[Start of section]

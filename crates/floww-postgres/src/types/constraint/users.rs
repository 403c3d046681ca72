//! Users table constraint violations.

use serde::{Deserialize, Serialize};
use strum::{Display, EnumIter, EnumString};

use super::ConstraintCategory;

/// Users table constraint violations.
#[derive(Debug, Clone, Copy, Eq, PartialEq)]
#[derive(Serialize, Deserialize, Display, EnumIter, EnumString)]
#[serde(into = "String", try_from = "String")]
pub enum UserConstraints {
    #[strum(serialize = "users_email_unique")]
    EmailUnique,
}

impl UserConstraints {
    pub fn new(constraint: &str) -> Option<Self> {
        constraint.parse().ok()
    }

    pub fn categorize(&self) -> ConstraintCategory {
        match self {
            UserConstraints::EmailUnique => ConstraintCategory::Uniqueness,
        }
    }
}

impl From<UserConstraints> for String {
    #[inline]
    fn from(val: UserConstraints) -> Self {
        val.to_string()
    }
}

impl TryFrom<String> for UserConstraints {
    type Error = strum::ParseError;

    #[inline]
    fn try_from(value: String) -> Result<Self, Self::Error> {
        value.parse()
    }
}
//! Database enumeration types for type-safe queries.
//!
//! This module provides strongly-typed enumerations that correspond to PostgreSQL ENUM types
//! defined in the database schema. Each enumeration provides serialization support for APIs
//! and database integration through Diesel.

pub mod deployment_status;
pub mod execution_status;
pub mod organization_role;
pub mod provider_kind;
pub mod runtime_status;

pub use deployment_status::DeploymentStatus;
pub use execution_status::ExecutionStatus;
pub use organization_role::OrganizationRole;
pub use provider_kind::ProviderKind;
pub use runtime_status::RuntimeStatus;
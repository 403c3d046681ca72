//! Contains constraints, enumerations and other custom types.

mod constants;
mod constraint;
mod enums;
mod pagination;
mod utilities;

pub use constants::{DEFAULT_PAGE_SIZE, MAX_PAGE_SIZE, MISFIRE_GRACE_SECONDS};
pub use constraint::{
    ConstraintCategory, ConstraintViolation, IncomingWebhookConstraints, NamespaceConstraints,
    ProviderConstraints, RuntimeConstraints, SecretConstraints, TriggerConstraints,
    UserConstraints, WorkflowConstraints,
};
pub use enums::{
    DeploymentStatus, ExecutionStatus, OrganizationRole, ProviderKind, RuntimeStatus,
};
pub use pagination::{Cursor, CursorPage, CursorPagination, OffsetPage, OffsetPagination};
pub use utilities::{HasCreatedAt, HasDeletedAt, HasUpdatedAt};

[End of section]

--- Task goal ---
Copy out, from the data above, each line where the string "value" is present.

--- Written answer ---
    fn try_from(value: String) -> Result<Self, Self::Error> {
        value.parse()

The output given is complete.